### Record excerpts
*** Block opens ***
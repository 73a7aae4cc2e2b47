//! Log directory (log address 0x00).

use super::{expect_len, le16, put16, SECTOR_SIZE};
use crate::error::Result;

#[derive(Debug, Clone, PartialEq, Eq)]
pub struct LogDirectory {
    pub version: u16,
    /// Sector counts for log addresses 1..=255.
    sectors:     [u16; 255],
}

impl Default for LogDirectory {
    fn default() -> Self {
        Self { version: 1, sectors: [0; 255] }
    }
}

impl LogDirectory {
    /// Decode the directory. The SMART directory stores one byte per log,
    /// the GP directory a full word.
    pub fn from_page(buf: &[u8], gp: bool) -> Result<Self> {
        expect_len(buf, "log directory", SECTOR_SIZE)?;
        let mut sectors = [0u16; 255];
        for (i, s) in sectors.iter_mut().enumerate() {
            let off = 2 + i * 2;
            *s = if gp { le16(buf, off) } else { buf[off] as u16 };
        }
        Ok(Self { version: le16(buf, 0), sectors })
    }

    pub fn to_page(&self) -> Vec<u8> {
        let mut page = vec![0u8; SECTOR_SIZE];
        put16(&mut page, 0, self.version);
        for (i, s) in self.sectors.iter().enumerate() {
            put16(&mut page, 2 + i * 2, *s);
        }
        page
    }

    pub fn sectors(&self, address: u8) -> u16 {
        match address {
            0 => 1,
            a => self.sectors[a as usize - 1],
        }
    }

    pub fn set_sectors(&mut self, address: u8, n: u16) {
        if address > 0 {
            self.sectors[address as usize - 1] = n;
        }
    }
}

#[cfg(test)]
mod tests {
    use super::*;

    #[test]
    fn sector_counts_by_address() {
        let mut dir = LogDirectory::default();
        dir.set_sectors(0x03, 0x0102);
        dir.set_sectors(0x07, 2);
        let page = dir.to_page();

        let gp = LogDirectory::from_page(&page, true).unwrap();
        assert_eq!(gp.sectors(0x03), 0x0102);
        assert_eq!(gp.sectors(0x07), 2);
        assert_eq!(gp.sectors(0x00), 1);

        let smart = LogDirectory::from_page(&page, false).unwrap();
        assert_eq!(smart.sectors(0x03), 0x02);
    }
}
*** Block closes ***
### Task prompt
Send back each record exactly as it stands.

### Final answer
repository 73a7aae4cc2e2b47
//! Log directory (log address 0x00).

use super::{expect_len, le16, put16, SECTOR_SIZE};
use crate::error::Result;

#[derive(Debug, Clone, PartialEq, Eq)]
pub struct LogDirectory {
    pub version: u16,
    /// Sector counts for log addresses 1..=255.
    sectors:     [u16; 255],
}

impl Default for LogDirectory {
    fn default() -> Self {
        Self { version: 1, sectors: [0; 255] }
    }
}

impl LogDirectory {
    /// Decode the directory. The SMART directory stores one byte per log,
    /// the GP directory a full word.
    pub fn from_page(buf: &[u8], gp: bool) -> Result<Self> {
        expect_len(buf, "log directory", SECTOR_SIZE)?;
        let mut sectors = [0u16; 255];
        for (i, s) in sectors.iter_mut().enumerate() {
            let off = 2 + i * 2;
            *s = if gp { le16(buf, off) } else { buf[off] as u16 };
        }
        Ok(Self { version: le16(buf, 0), sectors })
    }

    pub fn to_page(&self) -> Vec<u8> {
        let mut page = vec![0u8; SECTOR_SIZE];
        put16(&mut page, 0, self.version);
        for (i, s) in self.sectors.iter().enumerate() {
            put16(&mut page, 2 + i * 2, *s);
        }
        page
    }

    pub fn sectors(&self, address: u8) -> u16 {
        match address {
            0 => 1,
            a => self.sectors[a as usize - 1],
        }
    }

    pub fn set_sectors(&mut self, address: u8, n: u16) {
        if address > 0 {
            self.sectors[address as usize - 1] = n;
        }
    }
}

#[cfg(test)]
mod tests {
    use super::*;

    #[test]
    fn sector_counts_by_address() {
        let mut dir = LogDirectory::default();
        dir.set_sectors(0x03, 0x0102);
        dir.set_sectors(0x07, 2);
        let page = dir.to_page();

        let gp = LogDirectory::from_page(&page, true).unwrap();
        assert_eq!(gp.sectors(0x03), 0x0102);
        assert_eq!(gp.sectors(0x07), 2);
        assert_eq!(gp.sectors(0x00), 1);

        let smart = LogDirectory::from_page(&page, false).unwrap();
        assert_eq!(smart.sectors(0x03), 0x02);
    }
}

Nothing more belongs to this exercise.